((

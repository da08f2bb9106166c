//! Cookie-backed session token store.
//!
//! SYSTEM CONTEXT
//! ==============
//! The `authToken` cookie is the one session mechanism in the product: this
//! module is its single read/write surface. The SSR host's route guard only
//! checks cookie *presence*; everything that writes or deletes session
//! cookies goes through here.
//!
//! Cookie strings are built and parsed by pure helpers so the attribute
//! contract (7-day expiry, `SameSite=Lax`, `Secure` over HTTPS) is testable
//! without a browser; `document.cookie` access is hydrate-only.

#[cfg(test)]
#[path = "session_test.rs"]
mod session_test;

/// Cookie holding the opaque bearer token.
pub const TOKEN_COOKIE: &str = "authToken";
/// Cached identity cookie, cleared together with the token.
pub const EMAIL_COOKIE: &str = "userEmail";
/// Cached identity cookie, cleared together with the token.
pub const NAME_COOKIE: &str = "userName";

const DEFAULT_EXPIRY_DAYS: f64 = 7.0;

/// Attributes applied when persisting a session cookie.
#[derive(Clone, Copy, Debug, PartialEq)]
pub struct CookieAttrs {
    /// Days until the cookie expires.
    pub expiry_days: f64,
    /// Whether to mark the cookie `Secure` (HTTPS origins).
    pub secure: bool,
}

impl Default for CookieAttrs {
    fn default() -> Self {
        Self { expiry_days: DEFAULT_EXPIRY_DAYS, secure: false }
    }
}

impl CookieAttrs {
    /// Attributes for the current origin: 7-day expiry, `Secure` iff the
    /// page is served over HTTPS.
    #[must_use]
    pub fn for_origin() -> Self {
        Self { secure: secure_origin(), ..Self::default() }
    }
}

#[cfg(any(test, feature = "hydrate"))]
fn build_set_cookie(name: &str, value: &str, expires_utc: &str, secure: bool) -> String {
    let mut cookie = format!("{name}={value}; Expires={expires_utc}; Path=/; SameSite=Lax");
    if secure {
        cookie.push_str("; Secure");
    }
    cookie
}

#[cfg(any(test, feature = "hydrate"))]
fn build_clear_cookie(name: &str) -> String {
    format!("{name}=; Max-Age=0; Path=/; SameSite=Lax")
}

#[cfg(any(test, feature = "hydrate"))]
fn cookie_value(header: &str, name: &str) -> Option<String> {
    header.split(';').find_map(|pair| {
        let (key, value) = pair.trim().split_once('=')?;
        (key == name && !value.is_empty()).then(|| value.to_owned())
    })
}

#[cfg(feature = "hydrate")]
fn html_document() -> Option<web_sys::HtmlDocument> {
    use wasm_bindgen::JsCast;
    web_sys::window()?.document()?.dyn_into::<web_sys::HtmlDocument>().ok()
}

#[cfg(feature = "hydrate")]
fn expiry_utc_string(days: f64) -> String {
    let date = js_sys::Date::new_0();
    date.set_time(date.get_time() + days * 86_400_000.0);
    String::from(date.to_utc_string())
}

#[cfg(feature = "hydrate")]
fn write_cookie(cookie: &str) {
    if let Some(doc) = html_document() {
        let _ = doc.set_cookie(cookie);
    }
}

/// Whether the page is served over HTTPS (cookies should be `Secure`).
#[must_use]
pub fn secure_origin() -> bool {
    #[cfg(feature = "hydrate")]
    {
        web_sys::window()
            .and_then(|w| w.location().protocol().ok())
            .is_some_and(|protocol| protocol == "https:")
    }
    #[cfg(not(feature = "hydrate"))]
    {
        false
    }
}

/// Persist the session token under `authToken` with the given attributes.
pub fn set(token: &str, attrs: CookieAttrs) {
    #[cfg(feature = "hydrate")]
    {
        let expires = expiry_utc_string(attrs.expiry_days);
        write_cookie(&build_set_cookie(TOKEN_COOKIE, token, &expires, attrs.secure));
    }
    #[cfg(not(feature = "hydrate"))]
    {
        let _ = (token, attrs);
    }
}

/// Cache the account email alongside the token, same attributes.
pub fn remember_email(email: &str, attrs: CookieAttrs) {
    #[cfg(feature = "hydrate")]
    {
        let expires = expiry_utc_string(attrs.expiry_days);
        write_cookie(&build_set_cookie(EMAIL_COOKIE, email, &expires, attrs.secure));
    }
    #[cfg(not(feature = "hydrate"))]
    {
        let _ = (email, attrs);
    }
}

/// Cache the display name alongside the token, same attributes.
pub fn remember_name(name: &str, attrs: CookieAttrs) {
    #[cfg(feature = "hydrate")]
    {
        let expires = expiry_utc_string(attrs.expiry_days);
        write_cookie(&build_set_cookie(NAME_COOKIE, name, &expires, attrs.secure));
    }
    #[cfg(not(feature = "hydrate"))]
    {
        let _ = (name, attrs);
    }
}

/// The current session token, if any. `None` on the server or logged out.
#[must_use]
pub fn get() -> Option<String> {
    #[cfg(feature = "hydrate")]
    {
        let header = html_document()?.cookie().ok()?;
        cookie_value(&header, TOKEN_COOKIE)
    }
    #[cfg(not(feature = "hydrate"))]
    {
        None
    }
}

/// Remove the token and any cached identity cookies.
pub fn clear() {
    #[cfg(feature = "hydrate")]
    {
        for name in [TOKEN_COOKIE, EMAIL_COOKIE, NAME_COOKIE] {
            write_cookie(&build_clear_cookie(name));
        }
    }
}
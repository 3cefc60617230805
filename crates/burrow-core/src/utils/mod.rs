//! Utility functions and helpers.
//!
//! Common functionality used across multiple Burrow crates.

pub mod hash;

// Re-export commonly used utilities
pub use hash::{fingerprint, is_fingerprint, verify_fingerprint};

))

What you should do => Each entry needs to be given again exactly as it stands.

Answer section =>
repository da08f2bb9106166c
//! Cookie-backed session token store.
//!
//! SYSTEM CONTEXT
//! ==============
//! The `authToken` cookie is the one session mechanism in the product: this
//! module is its single read/write surface. The SSR host's route guard only
//! checks cookie *presence*; everything that writes or deletes session
//! cookies goes through here.
//!
//! Cookie strings are built and parsed by pure helpers so the attribute
//! contract (7-day expiry, `SameSite=Lax`, `Secure` over HTTPS) is testable
//! without a browser; `document.cookie` access is hydrate-only.

#[cfg(test)]
#[path = "session_test.rs"]
mod session_test;

/// Cookie holding the opaque bearer token.
pub const TOKEN_COOKIE: &str = "authToken";
/// Cached identity cookie, cleared together with the token.
pub const EMAIL_COOKIE: &str = "userEmail";
/// Cached identity cookie, cleared together with the token.
pub const NAME_COOKIE: &str = "userName";

const DEFAULT_EXPIRY_DAYS: f64 = 7.0;

/// Attributes applied when persisting a session cookie.
#[derive(Clone, Copy, Debug, PartialEq)]
pub struct CookieAttrs {
    /// Days until the cookie expires.
    pub expiry_days: f64,
    /// Whether to mark the cookie `Secure` (HTTPS origins).
    pub secure: bool,
}

impl Default for CookieAttrs {
    fn default() -> Self {
        Self { expiry_days: DEFAULT_EXPIRY_DAYS, secure: false }
    }
}

impl CookieAttrs {
    /// Attributes for the current origin: 7-day expiry, `Secure` iff the
    /// page is served over HTTPS.
    #[must_use]
    pub fn for_origin() -> Self {
        Self { secure: secure_origin(), ..Self::default() }
    }
}

#[cfg(any(test, feature = "hydrate"))]
fn build_set_cookie(name: &str, value: &str, expires_utc: &str, secure: bool) -> String {
    let mut cookie = format!("{name}={value}; Expires={expires_utc}; Path=/; SameSite=Lax");
    if secure {
        cookie.push_str("; Secure");
    }
    cookie
}

#[cfg(any(test, feature = "hydrate"))]
fn build_clear_cookie(name: &str) -> String {
    format!("{name}=; Max-Age=0; Path=/; SameSite=Lax")
}

#[cfg(any(test, feature = "hydrate"))]
fn cookie_value(header: &str, name: &str) -> Option<String> {
    header.split(';').find_map(|pair| {
        let (key, value) = pair.trim().split_once('=')?;
        (key == name && !value.is_empty()).then(|| value.to_owned())
    })
}

#[cfg(feature = "hydrate")]
fn html_document() -> Option<web_sys::HtmlDocument> {
    use wasm_bindgen::JsCast;
    web_sys::window()?.document()?.dyn_into::<web_sys::HtmlDocument>().ok()
}

#[cfg(feature = "hydrate")]
fn expiry_utc_string(days: f64) -> String {
    let date = js_sys::Date::new_0();
    date.set_time(date.get_time() + days * 86_400_000.0);
    String::from(date.to_utc_string())
}

#[cfg(feature = "hydrate")]
fn write_cookie(cookie: &str) {
    if let Some(doc) = html_document() {
        let _ = doc.set_cookie(cookie);
    }
}

/// Whether the page is served over HTTPS (cookies should be `Secure`).
#[must_use]
pub fn secure_origin() -> bool {
    #[cfg(feature = "hydrate")]
    {
        web_sys::window()
            .and_then(|w| w.location().protocol().ok())
            .is_some_and(|protocol| protocol == "https:")
    }
    #[cfg(not(feature = "hydrate"))]
    {
        false
    }
}

/// Persist the session token under `authToken` with the given attributes.
pub fn set(token: &str, attrs: CookieAttrs) {
    #[cfg(feature = "hydrate")]
    {
        let expires = expiry_utc_string(attrs.expiry_days);
        write_cookie(&build_set_cookie(TOKEN_COOKIE, token, &expires, attrs.secure));
    }
    #[cfg(not(feature = "hydrate"))]
    {
        let _ = (token, attrs);
    }
}

/// Cache the account email alongside the token, same attributes.
pub fn remember_email(email: &str, attrs: CookieAttrs) {
    #[cfg(feature = "hydrate")]
    {
        let expires = expiry_utc_string(attrs.expiry_days);
        write_cookie(&build_set_cookie(EMAIL_COOKIE, email, &expires, attrs.secure));
    }
    #[cfg(not(feature = "hydrate"))]
    {
        let _ = (email, attrs);
    }
}

/// Cache the display name alongside the token, same attributes.
pub fn remember_name(name: &str, attrs: CookieAttrs) {
    #[cfg(feature = "hydrate")]
    {
        let expires = expiry_utc_string(attrs.expiry_days);
        write_cookie(&build_set_cookie(NAME_COOKIE, name, &expires, attrs.secure));
    }
    #[cfg(not(feature = "hydrate"))]
    {
        let _ = (name, attrs);
    }
}

/// The current session token, if any. `None` on the server or logged out.
#[must_use]
pub fn get() -> Option<String> {
    #[cfg(feature = "hydrate")]
    {
        let header = html_document()?.cookie().ok()?;
        cookie_value(&header, TOKEN_COOKIE)
    }
    #[cfg(not(feature = "hydrate"))]
    {
        None
    }
}

/// Remove the token and any cached identity cookies.
pub fn clear() {
    #[cfg(feature = "hydrate")]
    {
        for name in [TOKEN_COOKIE, EMAIL_COOKIE, NAME_COOKIE] {
            write_cookie(&build_clear_cookie(name));
        }
    }
}
repository 3cefc60617230805
filename crates/burrow-core/src/utils/mod.rs
//! Utility functions and helpers.
//!
//! Common functionality used across multiple Burrow crates.

pub mod hash;

// Re-export commonly used utilities
pub use hash::{fingerprint, is_fingerprint, verify_fingerprint};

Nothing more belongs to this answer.